//! Published telemetry types: alerts, fleet metrics and the consistent snapshot

use chrono::{DateTime, Utc};
use serde::{Deserialize, Serialize};

use super::{AnomalyKind, ZoneId, ZoneReading};

/// Sampled signal of a zone.
#[derive(Debug, Clone, Copy, PartialEq, Eq, Hash, Serialize, Deserialize)]
#[serde(rename_all = "snake_case")]
pub enum Signal {
    Pressure,
    Flow,
}

/// Scheduler run state
#[derive(Debug, Clone, Copy, PartialEq, Eq, Default, Serialize, Deserialize)]
#[serde(rename_all = "SCREAMING_SNAKE_CASE")]
pub enum RunState {
    #[default]
    Running,
    Paused,
}

impl std::fmt::Display for RunState {
    fn fmt(&self, f: &mut std::fmt::Formatter<'_>) -> std::fmt::Result {
        match self {
            RunState::Running => write!(f, "RUNNING"),
            RunState::Paused => write!(f, "PAUSED"),
        }
    }
}

// ============================================================================
// Alerts
// ============================================================================

/// One anomaly onset, recorded on the None → active transition only.
#[derive(Debug, Clone, PartialEq, Serialize, Deserialize)]
pub struct AlertEvent {
    /// Monotonic sequence number, never reused (survives log clears)
    pub seq: u64,
    pub timestamp: DateTime<Utc>,
    pub zone: ZoneId,
    pub kind: AnomalyKind,
    pub message: String,
}

impl AlertEvent {
    /// Wall-clock time as shown in the alert feed (`HH:MM:SS`).
    pub fn clock_label(&self) -> String {
        self.timestamp.format("%H:%M:%S").to_string()
    }
}

// ============================================================================
// Fleet Metrics
// ============================================================================

/// Fleet-wide KPIs.
#[derive(Debug, Clone, PartialEq, Serialize, Deserialize)]
pub struct FleetMetrics {
    /// Non-revenue water (percent, clamped to [10, 35])
    pub nrw_percent: f64,
    /// Cumulative pumping energy (kWh, never decreases)
    pub energy_kwh: f64,
    /// Network uptime (percent, [90, 100])
    pub uptime_percent: f64,
    /// Alerts raised since start or since the last clear
    pub total_alerts: u64,
    /// Zones with an active anomaly at snapshot time
    pub active_anomalies: usize,
    /// Tick at which the KPIs were last recomputed
    pub last_update_tick: u64,
    /// Current simulation tick
    pub tick: u64,
}

// ============================================================================
// Snapshot
// ============================================================================

/// Rolling history of one zone, oldest sample first.
#[derive(Debug, Clone, PartialEq, Serialize, Deserialize)]
pub struct ZoneHistory {
    pub zone: ZoneId,
    pub pressure: Vec<f64>,
    pub flow: Vec<f64>,
}

/// Immutable, fully consistent copy of the core after a committed mutation.
#[derive(Debug, Clone, PartialEq, Serialize, Deserialize)]
pub struct SimulationSnapshot {
    pub tick: u64,
    pub run_state: RunState,
    pub zones: Vec<ZoneReading>,
    pub history: Vec<ZoneHistory>,
    /// Newest first
    pub alerts: Vec<AlertEvent>,
    pub metrics: FleetMetrics,
}

impl SimulationSnapshot {
    pub fn zone(&self, id: ZoneId) -> Option<&ZoneReading> {
        self.zones.get(id.index())
    }

    pub fn history_of(&self, id: ZoneId, signal: Signal) -> Option<&[f64]> {
        self.history.get(id.index()).map(|h| match signal {
            Signal::Pressure => h.pressure.as_slice(),
            Signal::Flow => h.flow.as_slice(),
        })
    }

    /// Status bar text, e.g. `RUNNING · Alerts 3`.
    pub fn status_line(&self) -> String {
        format!("{} · Alerts {}", self.run_state, self.metrics.total_alerts)
    }
}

============

What to work on:
Word for word, return all of the records.

Task solution:
//! Published telemetry types: alerts, fleet metrics and the consistent snapshot

use chrono::{DateTime, Utc};
use serde::{Deserialize, Serialize};

use super::{AnomalyKind, ZoneId, ZoneReading};

/// Sampled signal of a zone.
#[derive(Debug, Clone, Copy, PartialEq, Eq, Hash, Serialize, Deserialize)]
#[serde(rename_all = "snake_case")]
pub enum Signal {
    Pressure,
    Flow,
}

/// Scheduler run state
#[derive(Debug, Clone, Copy, PartialEq, Eq, Default, Serialize, Deserialize)]
#[serde(rename_all = "SCREAMING_SNAKE_CASE")]
pub enum RunState {
    #[default]
    Running,
    Paused,
}

impl std::fmt::Display for RunState {
    fn fmt(&self, f: &mut std::fmt::Formatter<'_>) -> std::fmt::Result {
        match self {
            RunState::Running => write!(f, "RUNNING"),
            RunState::Paused => write!(f, "PAUSED"),
        }
    }
}

// ============================================================================
// Alerts
// ============================================================================

/// One anomaly onset, recorded on the None → active transition only.
#[derive(Debug, Clone, PartialEq, Serialize, Deserialize)]
pub struct AlertEvent {
    /// Monotonic sequence number, never reused (survives log clears)
    pub seq: u64,
    pub timestamp: DateTime<Utc>,
    pub zone: ZoneId,
    pub kind: AnomalyKind,
    pub message: String,
}

impl AlertEvent {
    /// Wall-clock time as shown in the alert feed (`HH:MM:SS`).
    pub fn clock_label(&self) -> String {
        self.timestamp.format("%H:%M:%S").to_string()
    }
}

// ============================================================================
// Fleet Metrics
// ============================================================================

/// Fleet-wide KPIs.
#[derive(Debug, Clone, PartialEq, Serialize, Deserialize)]
pub struct FleetMetrics {
    /// Non-revenue water (percent, clamped to [10, 35])
    pub nrw_percent: f64,
    /// Cumulative pumping energy (kWh, never decreases)
    pub energy_kwh: f64,
    /// Network uptime (percent, [90, 100])
    pub uptime_percent: f64,
    /// Alerts raised since start or since the last clear
    pub total_alerts: u64,
    /// Zones with an active anomaly at snapshot time
    pub active_anomalies: usize,
    /// Tick at which the KPIs were last recomputed
    pub last_update_tick: u64,
    /// Current simulation tick
    pub tick: u64,
}

// ============================================================================
// Snapshot
// ============================================================================

/// Rolling history of one zone, oldest sample first.
#[derive(Debug, Clone, PartialEq, Serialize, Deserialize)]
pub struct ZoneHistory {
    pub zone: ZoneId,
    pub pressure: Vec<f64>,
    pub flow: Vec<f64>,
}

/// Immutable, fully consistent copy of the core after a committed mutation.
#[derive(Debug, Clone, PartialEq, Serialize, Deserialize)]
pub struct SimulationSnapshot {
    pub tick: u64,
    pub run_state: RunState,
    pub zones: Vec<ZoneReading>,
    pub history: Vec<ZoneHistory>,
    /// Newest first
    pub alerts: Vec<AlertEvent>,
    pub metrics: FleetMetrics,
}

impl SimulationSnapshot {
    pub fn zone(&self, id: ZoneId) -> Option<&ZoneReading> {
        self.zones.get(id.index())
    }

    pub fn history_of(&self, id: ZoneId, signal: Signal) -> Option<&[f64]> {
        self.history.get(id.index()).map(|h| match signal {
            Signal::Pressure => h.pressure.as_slice(),
            Signal::Flow => h.flow.as_slice(),
        })
    }

    /// Status bar text, e.g. `RUNNING · Alerts 3`.
    pub fn status_line(&self) -> String {
        format!("{} · Alerts {}", self.run_state, self.metrics.total_alerts)
    }
}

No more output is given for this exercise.